Atu the Dinoguardian
- Author: August King Cheong Swee Seng
- Country: Malaysia
- Language: Chinese, English, Malay
- Genre: Adventure, educational
- Publisher: Active Art Studio (1984) Kadokawa Gempak Starz (2016–2021)
- Published: 1984
- Media type: Comics
- No. of books: More than 10

= Atu the Dinoguardian =

1984-2021 Malaysia comic series

Atu the Dinoguardian, also known as Atu's Encounters (原始人阿土, Penemuan Atu) is a Malaysian comic series created by August King Cheong Swee Seng, serialized from 1984 to 2021. In the 1980s, it was regarded as the first standalone comic book series in Malaysia.

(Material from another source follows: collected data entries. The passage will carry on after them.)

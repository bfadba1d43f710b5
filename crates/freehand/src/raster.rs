//! Segment rasterization: path building, flattening, and stamping

use glam::Vec2;
use kurbo::{BezPath, PathEl, Point, Rect, Shape, Size};

use crate::brush::Brush;
use crate::constants::PATH_TOLERANCE;
use crate::stroke::StrokePoint;
use crate::surface::Surface;

#[inline]
fn to_point(v: Vec2) -> Point {
    Point::new(v.x as f64, v.y as f64)
}

/// Average pressure over a segment (1.0 for an empty segment)
pub fn average_pressure(points: &[StrokePoint]) -> f32 {
    if points.is_empty() {
        return 1.0;
    }
    points.iter().map(|p| p.pressure).sum::<f32>() / points.len() as f32
}

/// Build the centerline path of a segment.
///
/// Consecutive points are joined by quadratics that use the raw point as
/// control and the pair midpoint as endpoint, so the curve passes near every
/// sample without overshooting. The first pair is a straight line to its
/// midpoint and the path closes with a line to the last point.
pub fn segment_path(points: &[StrokePoint]) -> BezPath {
    let mut path = BezPath::new();
    let Some(first) = points.first() else {
        return path;
    };
    path.move_to(to_point(first.pos));
    for i in 0..points.len().saturating_sub(1) {
        let p0 = points[i].pos;
        let p1 = points[i + 1].pos;
        let mid = (p0 + p1) * 0.5;
        if i == 0 {
            path.line_to(to_point(mid));
        } else {
            path.quad_to(to_point(p0), to_point(mid));
        }
    }
    if points.len() > 1 {
        path.line_to(to_point(points[points.len() - 1].pos));
    }
    path
}

/// Rasterize a segment onto the surface.
///
/// The whole segment is painted at one width derived from its average
/// pressure. A single point leaves a round dot. Returns the region to
/// repaint in logical surface units (path bounds inflated by the brush
/// margin), or None when there was nothing to paint.
pub fn render_segment(
    surface: &mut Surface,
    points: &[StrokePoint],
    brush: &Brush,
) -> Option<Rect> {
    if points.is_empty() || surface.is_empty() {
        return None;
    }
    let width = brush.width_for_pressure(average_pressure(points));
    let radius = width / 2.0;
    let margin = brush.margin() as f64;

    if points.len() == 1 {
        let pos = points[0].pos;
        surface.stamp_disc(pos.x, pos.y, radius, brush.color);
        let dot = Rect::from_center_size(to_point(pos), Size::new(width as f64, width as f64));
        return Some(dot.inflate(margin, margin));
    }

    let path = segment_path(points);
    stamp_path(surface, &path, radius, brush.color);
    Some(path.bounding_box().inflate(margin, margin))
}

/// Lay round stamps along the flattened path at sub-radius spacing. The
/// union of the discs is the round-capped, round-joined stroke outline.
fn stamp_path(surface: &mut Surface, path: &BezPath, radius: f32, color: [f32; 4]) {
    let spacing = (radius * 0.5).max(0.35);
    let mut last: Option<Point> = None;
    kurbo::flatten(path.iter(), PATH_TOLERANCE, |el| match el {
        PathEl::MoveTo(p) => {
            surface.stamp_disc(p.x as f32, p.y as f32, radius, color);
            last = Some(p);
        }
        PathEl::LineTo(p) => {
            if let Some(from) = last {
                let ax = from.x as f32;
                let ay = from.y as f32;
                let dx = (p.x - from.x) as f32;
                let dy = (p.y - from.y) as f32;
                let length = (dx * dx + dy * dy).sqrt();
                let mut travelled = spacing;
                while travelled < length {
                    let t = travelled / length;
                    surface.stamp_disc(ax + dx * t, ay + dy * t, radius, color);
                    travelled += spacing;
                }
                surface.stamp_disc(p.x as f32, p.y as f32, radius, color);
            }
            last = Some(p);
        }
        // flatten only emits MoveTo and LineTo
        _ => {}
    });
}

#[cfg(test)]
mod tests {
    use super::*;

    fn point(x: f32, y: f32, pressure: f32) -> StrokePoint {
        StrokePoint {
            pos: Vec2::new(x, y),
            pressure,
            time_ms: 0,
        }
    }

    #[test]
    fn test_average_pressure() {
        assert_eq!(average_pressure(&[]), 1.0);
        let points = vec![point(0.0, 0.0, 1.0), point(5.0, 0.0, 0.5)];
        assert!((average_pressure(&points) - 0.75).abs() < 0.001);
    }

    #[test]
    fn test_segment_path_element_counts() {
        let points: Vec<_> = (0..5).map(|i| point(i as f32 * 10.0, 0.0, 1.0)).collect();
        let path = segment_path(&points);
        // move, line to first midpoint, 3 quadratics, closing line
        assert_eq!(path.elements().len(), 6);

        let pair = vec![point(0.0, 0.0, 1.0), point(10.0, 0.0, 1.0)];
        let path = segment_path(&pair);
        // move, line to midpoint, closing line
        assert_eq!(path.elements().len(), 3);
    }

    #[test]
    fn test_segment_path_starts_and_ends_on_points() {
        let points = vec![
            point(1.0, 2.0, 1.0),
            point(11.0, 6.0, 1.0),
            point(19.0, 14.0, 1.0),
        ];
        let path = segment_path(&points);
        let elements = path.elements();
        assert_eq!(elements[0], PathEl::MoveTo(Point::new(1.0, 2.0)));
        assert_eq!(
            elements[elements.len() - 1],
            PathEl::LineTo(Point::new(19.0, 14.0))
        );
    }

    #[test]
    fn test_render_segment_empty() {
        let mut surface = Surface::new(64, 64, 1.0);
        assert_eq!(render_segment(&mut surface, &[], &Brush::default()), None);
    }

    #[test]
    fn test_render_segment_single_point_dot() {
        let mut surface = Surface::new(64, 64, 1.0);
        let brush = Brush::new([1.0, 0.0, 0.0, 1.0], 10.0);
        let dirty = render_segment(&mut surface, &[point(32.0, 32.0, 1.0)], &brush);
        let dirty = dirty.unwrap();
        assert!(dirty.x0 <= 22.0 && dirty.x1 >= 42.0);
        // A dot of radius 5 covers the center
        assert!(surface.get_pixel(32, 32).unwrap()[3] > 0.9);
    }

    #[test]
    fn test_render_segment_paints_along_line() {
        let mut surface = Surface::new(64, 64, 1.0);
        let brush = Brush::new([0.0, 0.0, 1.0, 1.0], 10.0);
        let points = vec![point(10.0, 20.0, 1.0), point(50.0, 20.0, 1.0)];
        render_segment(&mut surface, &points, &brush);
        // Solid coverage on the centerline, including between endpoints
        for x in [10u32, 20, 30, 40, 49] {
            assert!(surface.get_pixel(x, 20).unwrap()[3] > 0.9, "x = {x}");
        }
        // Nothing far off the line
        assert_eq!(surface.get_pixel(30, 40).unwrap()[3], 0.0);
    }

    #[test]
    fn test_render_segment_width_follows_pressure() {
        let brush = Brush::new([0.0, 0.0, 0.0, 1.0], 10.0);

        let mut full = Surface::new(64, 64, 1.0);
        let points = vec![point(10.0, 32.0, 1.0), point(50.0, 32.0, 1.0)];
        render_segment(&mut full, &points, &brush);

        let mut light = Surface::new(64, 64, 1.0);
        let points = vec![point(10.0, 32.0, 0.4), point(50.0, 32.0, 0.4)];
        render_segment(&mut light, &points, &brush);

        // Width 10 reaches 4 units off the centerline, width 4 does not
        assert!(full.get_pixel(30, 36).unwrap()[3] > 0.4);
        assert_eq!(light.get_pixel(30, 36).unwrap()[3], 0.0);
    }

    #[test]
    fn test_render_segment_dirty_rect_covers_points() {
        let mut surface = Surface::new(128, 128, 1.0);
        let brush = Brush::new([0.0, 0.0, 0.0, 1.0], 8.0);
        let points = vec![
            point(20.0, 20.0, 1.0),
            point(40.0, 30.0, 1.0),
            point(60.0, 20.0, 1.0),
        ];
        let dirty = render_segment(&mut surface, &points, &brush).unwrap();
        for p in &points {
            assert!(dirty.contains(to_point(p.pos)));
        }
        // Inflated by the brush margin on every side
        assert!(dirty.x0 <= 20.0 - 8.0);
        assert!(dirty.x1 >= 60.0 + 8.0);
    }

    #[test]
    fn test_render_segment_overlap_repaint_is_idempotent() {
        let brush = Brush::new([0.2, 0.4, 0.6, 0.5], 10.0);
        let points = vec![
            point(10.0, 20.0, 1.0),
            point(25.0, 22.0, 1.0),
            point(40.0, 20.0, 1.0),
        ];

        let mut once = Surface::new(64, 64, 1.0);
        render_segment(&mut once, &points, &brush);
        let mut twice = Surface::new(64, 64, 1.0);
        render_segment(&mut twice, &points, &brush);
        render_segment(&mut twice, &points, &brush);

        assert_eq!(once.as_bytes(), twice.as_bytes());
    }
}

Atu the Dinoguardian follows the protagonist Atu’s daily life and adventures in prehistoric times. With a clumsy yet lovable demeanor, Atu tackles absurd yet humorous challenges such as hunting, making fire, building shelters, and dealing with dinosaurs and wild animals. Each chapter presents lighthearted comedy while conveying practical life wisdom and survival skills.

== Development ==
Malaysian Chinese comics began developing in the 1980s. Local comic artists initially published their works in newspapers and magazines before gradually releasing individual volumes. Due to the challenges of creation and publication, it was rare for comics to be compiled into books and officially published. In 1984, with the sponsorship of Luo Ping, the person in charge of Teenagers' Paradise (少年乐园) magazine, Active Art Studio (漫画人出版社) was founded, and Malaysia’s first standalone comic book, Atu the Dinoguardian, was released. It became popular as school reading material and received an enthusiastic response.

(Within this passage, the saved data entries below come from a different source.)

//! Output events queued by the canvas for its host

use glam::Vec2;
use kurbo::Rect;

use crate::surface::PixelBuffer;

/// Events the host drains with `Canvas::take_events`.
///
/// The canvas never calls back into the host; it queues these and the host
/// picks them up after feeding input, which keeps the engine free of any
/// toolkit coupling.
#[derive(Debug, Clone)]
pub enum CanvasEvent {
    /// A stroke finished with non-empty content.
    ///
    /// `origin` is the top-left of the cropped pixels in surface
    /// coordinates; it can be negative when the brush margin hangs past the
    /// surface edge.
    StrokeFinished { pixels: PixelBuffer, origin: Vec2 },
    /// A region of the surface changed and the host view should repaint it
    RepaintRequested { region: Rect },
}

However, at a time when comics were still viewed as banned reading material in schools, August King Cheong ignored Luo Ping’s suggestions and self-published other types of comics, selling them at stalls and competing with works by Wong Yuk-long. As a result, Atu the Dinoguardian ceased publication, and Active Art Studio also shut down.

In 2016, Atu the Dinoguardian was relaunched by Kadokawa Gempak Starz with a brand-new look. In 2019, to cater to the growing demand for children’s popular science content, the spin-off series Atu's Encounters: Curious World was introduced. In 2021, Atu the Dinoguardian officially concluded.

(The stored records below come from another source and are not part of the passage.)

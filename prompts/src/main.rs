use std::{
    io::{self, BufRead, Write},
    path::PathBuf,
};

use anyhow::{Context, Result};
use clap::{Args, Parser, Subcommand};
use prompts::config::{DEFAULT_FILE, StoreConfig};
use prompts::{Controller, DocumentStore, ErrorKind, JsonFileStore, NoticeKind, StoreError};

#[derive(Debug, Parser)]
#[command(
    name = "prompts",
    about = "Browse and edit a categorized prompt library stored as JSON",
    version
)]
struct Cli {
    /// JSON file holding the prompt library.
    #[arg(long, global = true, default_value = DEFAULT_FILE)]
    file: PathBuf,
    /// Enable verbose logging for debugging.
    #[arg(long, global = true)]
    verbose: bool,
    #[command(subcommand)]
    command: Commands,
}

#[derive(Debug, Subcommand)]
enum Commands {
    /// List categories in file order.
    Categories(CategoriesArgs),

    /// List the keys of a category, sorted, optionally filtered.
    List(ListArgs),

    /// Print the prompt stored under a key.
    Show(EntryArgs),

    /// Add a new prompt to a category (created if missing).
    Add(AddArgs),

    /// Replace a prompt's value, optionally renaming its key.
    Update(UpdateArgs),

    /// Delete a prompt after confirmation.
    Delete(DeleteArgs),

    /// Interactive editor driven by one command per line.
    Shell,
}

#[derive(Debug, Args)]
struct CategoriesArgs {
    /// Emit JSON instead of one name per line.
    #[arg(long)]
    json: bool,
}

#[derive(Debug, Args)]
struct ListArgs {
    category: String,
    /// Case-insensitive substring filter on keys.
    #[arg(long)]
    search: Option<String>,
    /// Emit JSON instead of one key per line.
    #[arg(long)]
    json: bool,
}

#[derive(Debug, Args)]
struct EntryArgs {
    category: String,
    key: String,
}

#[derive(Debug, Args)]
struct AddArgs {
    category: String,
    key: String,
    value: String,
}

#[derive(Debug, Args)]
struct UpdateArgs {
    category: String,
    key: String,
    value: String,
    /// Store the value under this key instead, removing the old one.
    #[arg(long)]
    rename: Option<String>,
}

#[derive(Debug, Args)]
struct DeleteArgs {
    category: String,
    key: String,
    /// Skip the confirmation prompt.
    #[arg(long)]
    yes: bool,
}

fn main() -> Result<()> {
    let cli = Cli::parse();
    prompts::logging::init(cli.verbose).context("initializing logging")?;
    let store = JsonFileStore::new(StoreConfig::new(cli.file));
    match cli.command {
        Commands::Categories(args) => handle_categories(store, args),
        Commands::List(args) => handle_list(store, args),
        Commands::Show(args) => handle_show(store, args),
        Commands::Add(args) => handle_add(store, args),
        Commands::Update(args) => handle_update(store, args),
        Commands::Delete(args) => handle_delete(store, args),
        Commands::Shell => {
            let stdin = io::stdin();
            let stdout = io::stdout();
            let mut controller = Controller::open(store);
            run_shell(&mut controller, stdin.lock(), stdout.lock())
        }
    }
}

/// Loads for a one-shot command. A missing file is only acceptable when the command is
/// about to create it; any other load failure aborts so a bad file is never overwritten.
fn open_controller<S: DocumentStore>(store: S, creating: bool) -> Result<Controller<S>> {
    match store.load() {
        Ok(document) => Ok(Controller::with_document(store, document)),
        Err(StoreError::FileMissing { .. }) if creating => {
            Ok(Controller::with_document(store, Default::default()))
        }
        Err(err) => Err(err).context("loading prompt library"),
    }
}

fn handle_categories<S: DocumentStore>(store: S, args: CategoriesArgs) -> Result<()> {
    let controller = open_controller(store, false)?;
    let categories = controller.categories();
    if args.json {
        println!("{}", serde_json::to_string_pretty(&categories)?);
    } else {
        for name in categories {
            println!("{name}");
        }
    }
    Ok(())
}

fn handle_list<S: DocumentStore>(store: S, args: ListArgs) -> Result<()> {
    let ListArgs {
        category,
        search,
        json,
    } = args;
    let mut controller = open_controller(store, false)?;
    enter_category(&mut controller, &category)?;
    if let Some(text) = search {
        controller.search(&text);
    }
    let keys = controller.visible_keys();
    if json {
        println!("{}", serde_json::to_string_pretty(keys)?);
    } else {
        for key in keys {
            println!("{key}");
        }
    }
    Ok(())
}

fn handle_show<S: DocumentStore>(store: S, args: EntryArgs) -> Result<()> {
    let mut controller = open_controller(store, false)?;
    enter_category(&mut controller, &args.category)?;
    controller.select_item(&args.key)?;
    let value = &controller.draft().value;
    print!("{value}");
    if !value.ends_with('\n') {
        println!();
    }
    Ok(())
}

fn handle_add<S: DocumentStore>(store: S, args: AddArgs) -> Result<()> {
    let mut controller = open_controller(store, true)?;
    controller.select_category(&args.category);
    let outcome = controller
        .add(&args.key, &args.value)
        .with_context(|| format!("adding to '{}'", args.category))?;
    println!("{outcome}");
    Ok(())
}

fn handle_update<S: DocumentStore>(store: S, args: UpdateArgs) -> Result<()> {
    let UpdateArgs {
        category,
        key,
        value,
        rename,
    } = args;
    let mut controller = open_controller(store, false)?;
    enter_category(&mut controller, &category)?;
    controller.select_item(&key)?;
    let new_key = rename.as_deref().unwrap_or(&key);
    let outcome = controller
        .update(new_key, &value)
        .with_context(|| format!("updating '{category}' -> '{key}'"))?;
    println!("{outcome}");
    Ok(())
}

fn handle_delete<S: DocumentStore>(store: S, args: DeleteArgs) -> Result<()> {
    let DeleteArgs { category, key, yes } = args;
    let mut controller = open_controller(store, false)?;
    enter_category(&mut controller, &category)?;
    controller.select_item(&key)?;

    let stdin = io::stdin();
    let mut input = stdin.lock();
    let mut stderr = io::stderr();
    let outcome = controller.delete_with(|selection| {
        yes || confirm(
            &mut input,
            &mut stderr,
            &format!("Delete '{}' -> '{}'?", selection.category, selection.key),
        )
        .unwrap_or(false)
    })?;
    println!("{outcome}");
    Ok(())
}

fn enter_category<S: DocumentStore>(controller: &mut Controller<S>, name: &str) -> Result<()> {
    if controller.document().category(name).is_none() {
        anyhow::bail!("no category named '{name}'");
    }
    controller.select_category(name);
    Ok(())
}

fn confirm(input: &mut impl BufRead, output: &mut impl Write, question: &str) -> io::Result<bool> {
    write!(output, "{question} [y/N] ")?;
    output.flush()?;
    let mut answer = String::new();
    input.read_line(&mut answer)?;
    Ok(matches!(answer.trim().to_lowercase().as_str(), "y" | "yes"))
}

/* ---------------------------------- Shell ---------------------------------- */

#[derive(Debug, Clone, PartialEq, Eq)]
enum ShellCommand {
    Categories,
    Category(String),
    Search(String),
    Select(String),
    Key(String),
    Value(String),
    Clear,
    Add,
    Update,
    Delete,
    Show,
    Flush,
    Reload,
    Help,
    Quit,
}

const SHELL_HELP: &str = "\
commands:
  categories          list categories
  category NAME       switch category (clears search and draft)
  search [TEXT]       filter keys; empty TEXT shows all
  select KEY          load an entry into the draft
  key TEXT            set the draft key
  value TEXT          set the draft value (\\n for a newline, \\\\ for a backslash)
  clear               empty the draft and drop the selection
  add                 store the draft as a new entry
  update              store the draft over the selected entry
  delete              delete the selected entry (asks first)
  show                print the current view
  flush               retry writing the file
  reload              re-read the file
  help                this text
  quit                leave";

fn parse_shell_line(line: &str) -> Result<Option<ShellCommand>, String> {
    let line = line.trim_start();
    if line.trim().is_empty() || line.starts_with('#') {
        return Ok(None);
    }
    let (word, rest) = match line.split_once(char::is_whitespace) {
        Some((word, rest)) => (word, rest.trim_end_matches(['\r', '\n'])),
        None => (line.trim_end(), ""),
    };
    let required = |what: &str| -> Result<String, String> {
        let arg = rest.trim();
        if arg.is_empty() {
            Err(format!("'{word}' needs {what}"))
        } else {
            Ok(arg.to_owned())
        }
    };
    let command = match word {
        "categories" | "cats" => ShellCommand::Categories,
        "category" | "cat" => ShellCommand::Category(required("a category name")?),
        "search" | "find" => ShellCommand::Search(rest.trim().to_owned()),
        "select" | "sel" => ShellCommand::Select(required("a key")?),
        "key" => ShellCommand::Key(rest.trim().to_owned()),
        "value" | "val" => ShellCommand::Value(unescape(rest)),
        "clear" => ShellCommand::Clear,
        "add" => ShellCommand::Add,
        "update" => ShellCommand::Update,
        "delete" | "del" => ShellCommand::Delete,
        "show" | "ls" => ShellCommand::Show,
        "flush" | "save" => ShellCommand::Flush,
        "reload" => ShellCommand::Reload,
        "help" | "?" => ShellCommand::Help,
        "quit" | "exit" | "q" => ShellCommand::Quit,
        other => return Err(format!("unknown command '{other}' (try 'help')")),
    };
    Ok(Some(command))
}

/// `\n` becomes a newline and `\\` a single backslash; any other backslash is kept.
fn unescape(text: &str) -> String {
    let mut out = String::with_capacity(text.len());
    let mut chars = text.chars();
    while let Some(c) = chars.next() {
        if c != '\\' {
            out.push(c);
            continue;
        }
        match chars.next() {
            Some('n') => out.push('\n'),
            Some('\\') => out.push('\\'),
            Some(other) => {
                out.push('\\');
                out.push(other);
            }
            None => out.push('\\'),
        }
    }
    out
}

fn run_shell<S: DocumentStore>(
    controller: &mut Controller<S>,
    mut input: impl BufRead,
    mut output: impl Write,
) -> Result<()> {
    print_notice(controller, &mut output)?;
    render(controller, &mut output)?;

    loop {
        write!(output, "> ")?;
        output.flush()?;
        let mut line = String::new();
        if input.read_line(&mut line)? == 0 {
            break;
        }
        let command = match parse_shell_line(&line) {
            Ok(Some(command)) => command,
            Ok(None) => continue,
            Err(message) => {
                writeln!(output, "! {message}")?;
                continue;
            }
        };
        tracing::debug!(?command, "shell command");

        // Failures are surfaced through the controller's notice.
        match command {
            ShellCommand::Quit => break,
            ShellCommand::Help => {
                writeln!(output, "{SHELL_HELP}")?;
                continue;
            }
            ShellCommand::Categories => {
                for name in controller.categories() {
                    writeln!(output, "  {name}")?;
                }
                continue;
            }
            ShellCommand::Show => {}
            ShellCommand::Category(name) => controller.select_category(&name),
            ShellCommand::Search(text) => controller.search(&text),
            ShellCommand::Select(key) => {
                let _ = controller.select_item(&key);
            }
            ShellCommand::Key(key) => {
                let value = controller.draft().value.clone();
                controller.edit_draft(&key, &value);
            }
            ShellCommand::Value(value) => {
                let key = controller.draft().key.clone();
                controller.edit_draft(&key, &value);
            }
            ShellCommand::Clear => controller.clear(),
            ShellCommand::Add => {
                let draft = controller.draft().clone();
                let _ = controller.add(&draft.key, &draft.value);
            }
            ShellCommand::Update => {
                let draft = controller.draft().clone();
                let _ = controller.update(&draft.key, &draft.value);
            }
            ShellCommand::Delete => {
                let _ = controller.delete_with(|selection| {
                    confirm(
                        &mut input,
                        &mut output,
                        &format!("Delete '{}' -> '{}'?", selection.category, selection.key),
                    )
                    .unwrap_or(false)
                });
            }
            ShellCommand::Flush => {
                let _ = controller.flush();
            }
            ShellCommand::Reload => {
                let _ = controller.reload();
            }
        }
        print_notice(controller, &mut output)?;
        render(controller, &mut output)?;
    }

    if controller.has_unsaved_changes() {
        writeln!(
            output,
            "! the last save failed; changes since then are not on disk"
        )?;
    }
    Ok(())
}

fn print_notice<S: DocumentStore>(
    controller: &mut Controller<S>,
    output: &mut impl Write,
) -> io::Result<()> {
    let Some(notice) = controller.take_notice() else {
        return Ok(());
    };
    match notice.kind {
        NoticeKind::Success => writeln!(output, "ok: {}", notice.message),
        NoticeKind::Info => writeln!(output, "-- {}", notice.message),
        NoticeKind::Error(kind) => writeln!(output, "! {}: {}", label(kind), notice.message),
    }
}

fn label(kind: ErrorKind) -> &'static str {
    match kind {
        ErrorKind::FileMissing | ErrorKind::FileRead | ErrorKind::FileCorrupt => "load error",
        ErrorKind::FileWrite => "save error",
        _ => "warning",
    }
}

fn render<S: DocumentStore>(controller: &Controller<S>, output: &mut impl Write) -> io::Result<()> {
    let view = controller.snapshot();
    let category = view.active_category.as_deref().unwrap_or("-");
    if view.search.is_empty() {
        writeln!(output, "[{category}]")?;
    } else {
        writeln!(output, "[{category}] search: {}", view.search)?;
    }
    let selected = view.selection.as_ref().map(|s| s.key.as_str());
    for key in &view.visible_keys {
        let marker = if Some(key.as_str()) == selected { '*' } else { ' ' };
        writeln!(output, " {marker} {key}")?;
    }
    if !view.draft.is_empty() {
        writeln!(output, "key:   {}", view.draft.key)?;
        writeln!(output, "value: {}", view.draft.value)?;
    }
    Ok(())
}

== List of published media ==
=== Active Art Studio ===
1. Atu the Dinoguardian, 1984

=== Kadokawa Gempak Starz ===
==== Atu's Encounters: Curious World ====
1. The Swamp Monster: Topic: Swamps, February 2021, ISBN 9789672993001
2. The Red Scorpion: Topic: Deserts, June 2021, ISBN 9789672849117

== Awards ==
- 2009: 1st Malaysian Chinese Comics Society – Chinese Professional Comics Awards (Comic Contribution Award)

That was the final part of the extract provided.